• **Exercise requirements**
For every line of the material below, check for the string "verbose" and return the line if it is there.

----- Input for this task -----

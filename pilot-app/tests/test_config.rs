#![allow(clippy::unwrap_used, clippy::expect_used, clippy::panic)]

use pilot_app::config::{ConfigError, PilotConfig};
use pilot_core::AgentType;
use std::fs;
use std::path::Path;
use tempfile::TempDir;

#[test]
fn test_missing_file_yields_defaults() {
    let temp_dir = TempDir::new().unwrap();
    let config = PilotConfig::load(temp_dir.path().join("absent.yaml")).unwrap();
    assert_eq!(config.pool.max_concurrent, 5);
    assert_eq!(config.controller.poll_interval_ms, 2_000);
    assert_eq!(config.observer.context_chars, 4_000);
}

#[test]
fn test_empty_file_is_rejected() {
    let temp_dir = TempDir::new().unwrap();
    let path = temp_dir.path().join("pilot.yaml");
    fs::write(&path, "   \n").unwrap();

    assert!(matches!(PilotConfig::load(&path), Err(ConfigError::Empty(_))));
}

#[test]
fn test_invalid_yaml_is_rejected() {
    let temp_dir = TempDir::new().unwrap();
    let path = temp_dir.path().join("pilot.yaml");
    fs::write(&path, "pool: [not, a, map]\n").unwrap();

    assert!(matches!(PilotConfig::load(&path), Err(ConfigError::Parse(_))));
}

#[test]
fn test_partial_file_keeps_other_defaults() {
    let temp_dir = TempDir::new().unwrap();
    let path = temp_dir.path().join("pilot.yaml");
    fs::write(
        &path,
        "pool:\n  max_concurrent: 2\ncontroller:\n  cli_command: claude --verbose\n  poll_interval_ms: 500\nprovider:\n  model: local-model\n  base_url: http://localhost:8080/v1\n",
    )
    .unwrap();

    let config = PilotConfig::load(&path).unwrap();
    assert_eq!(config.pool.max_concurrent, 2);
    assert_eq!(config.pool.supported_types, vec![AgentType::ClaudeCode]);
    assert_eq!(config.controller.cli_command, "claude --verbose");
    assert_eq!(config.controller.poll_interval_ms, 500);
    assert_eq!(config.controller.startup_timeout_ms, 60_000);
    assert_eq!(config.provider.settings.model, "local-model");
    assert_eq!(config.provider.settings.base_url, "http://localhost:8080/v1");
    assert_eq!(config.provider.settings.max_retries, 2);
    assert_eq!(config.provider.api_key_env, "PILOT_LLM_API_KEY");
    assert!(config.validate().is_ok());
}

#[test]
fn test_unknown_agent_type_in_config_fails_to_parse() {
    let result = PilotConfig::from_yaml("pool:\n  supported_types: [aider]\n");
    assert!(matches!(result, Err(ConfigError::Parse(_))));
}

#[test]
fn test_shipped_example_config_is_valid() {
    let path = Path::new(env!("CARGO_MANIFEST_DIR")).join("pilot.example.yaml");
    let config = PilotConfig::load(&path).unwrap();
    assert!(config.validate().is_ok());
    assert_eq!(config.controller.exit_command, "exit\r");
    assert!(config.metrics.listen.is_none());
}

-----

• **Response to this exercise**
        "pool:\n  max_concurrent: 2\ncontroller:\n  cli_command: claude --verbose\n  poll_interval_ms: 500\nprovider:\n  model: local-model\n  base_url: http://localhost:8080/v1\n",
    assert_eq!(config.controller.cli_command, "claude --verbose");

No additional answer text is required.